Por eso gratis no es una palabra neutra. Es una palabra ideológica. Una palabra que anestesia el debate económico, oculta los costes reales y legitima decisiones irresponsables.

Quizá por eso está tan mal definida.

No soy nada partidario de prohibir, aunque a veces se mes escapa que los políticos deberán tener prohibido el uso del término gratis y sus derivadas. Pero mejor sería una redefinición:  gratis es aquello cuyo coste paga otro. Tengámoslo claro siempre. 

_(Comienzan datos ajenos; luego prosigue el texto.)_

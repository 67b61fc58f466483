//! RPC server implementation.

use crate::error::{Error, HandlerError, Result};
use crate::protocol::{CodecKind, Frame, FrameCodec, Message, Request, Response, Value};
use crate::transport::connection::Outbound;
use async_trait::async_trait;
use futures::{FutureExt, StreamExt};
use sparrow_discovery::ServiceName;
use std::any::Any;
use std::net::SocketAddr;
use std::panic::AssertUnwindSafe;
use std::sync::Arc;
use std::time::Duration;
use tokio::net::{TcpListener, TcpStream};
use tokio::sync::Semaphore;
use tokio::time::timeout;
use tokio_util::codec::{FramedRead, FramedWrite};
use tokio_util::sync::CancellationToken;
use tracing::{debug, error, info, instrument, trace, warn};

/// Message sent in place of a result when the connection cannot take it.
const NOT_WRITABLE: &str = "connection not writable";

/// Configuration for the RPC server.
#[derive(Debug, Clone)]
pub struct ServerConfig {
    /// Address to listen on. Port 0 picks a free port.
    pub bind_addr: SocketAddr,
    /// Address published to discovery, if different from the bound one.
    pub advertised_addr: Option<SocketAddr>,
    /// Close connections that deliver no frame for this long.
    pub idle_timeout: Duration,
    /// Responses that may queue per connection before it reports itself as
    /// not writable.
    pub outbound_capacity: usize,
    /// Maximum frame size.
    pub max_frame_size: usize,
    /// Maximum concurrent connections.
    pub max_connections: usize,
}

impl Default for ServerConfig {
    fn default() -> Self {
        Self {
            bind_addr: SocketAddr::from(([127, 0, 0, 1], 0)),
            advertised_addr: None,
            idle_timeout: Duration::from_secs(90),
            outbound_capacity: 1024,
            max_frame_size: crate::protocol::framing::MAX_FRAME_SIZE,
            max_connections: 1024,
        }
    }
}
//! Protocol layer for the RPC engine.
//!
//! This module contains the wire protocol definitions including:
//! - Frame layout and the frame codec
//! - Request/response envelopes
//! - Payload codecs and the dynamic value type

pub mod codec;
pub mod framing;
pub mod message;
pub mod value;

pub use codec::CodecKind;
pub use framing::{Frame, FrameCodec, MessageType};
pub use message::{Message, Request, RequestId, Response, Status};
pub use value::Value;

Cuando una sociedad se organiza alrededor del peligroso concepto “gratis”, el final suele ser el mismo: todos quieren recibir, nadie quiere pagar… y acabamos todos empobrecidos.
 

PD: dedico este artículo al nuevo alcalde de Nueva York, Zohran Mandani, joven que llegó al poder prometiendo gratuidad entre otras cosas al transporte. Al llegar, se dio de bruces con la realidad. El propio consorcio le enseñó las cifras y él se vio obligar a subir las tarifas. Para arreglarlo, el adalid de la gratuidad ha anunciado subidas de impuestos a las rentas altas y a las empresas, en su tramo municipal. De nuevo, medidas gratuitas. El inexperto edil cree que esas medidas serán asumidas sólo por el perímetro al que las dirige y no tendrán más impacto. 

Líbrenos Dios de gente que no ha trabajado nunca en los puestos de mando. Son los grandes abanderados de la gratuidad, ya que son los grandes ignorantes de dónde salen las cosas.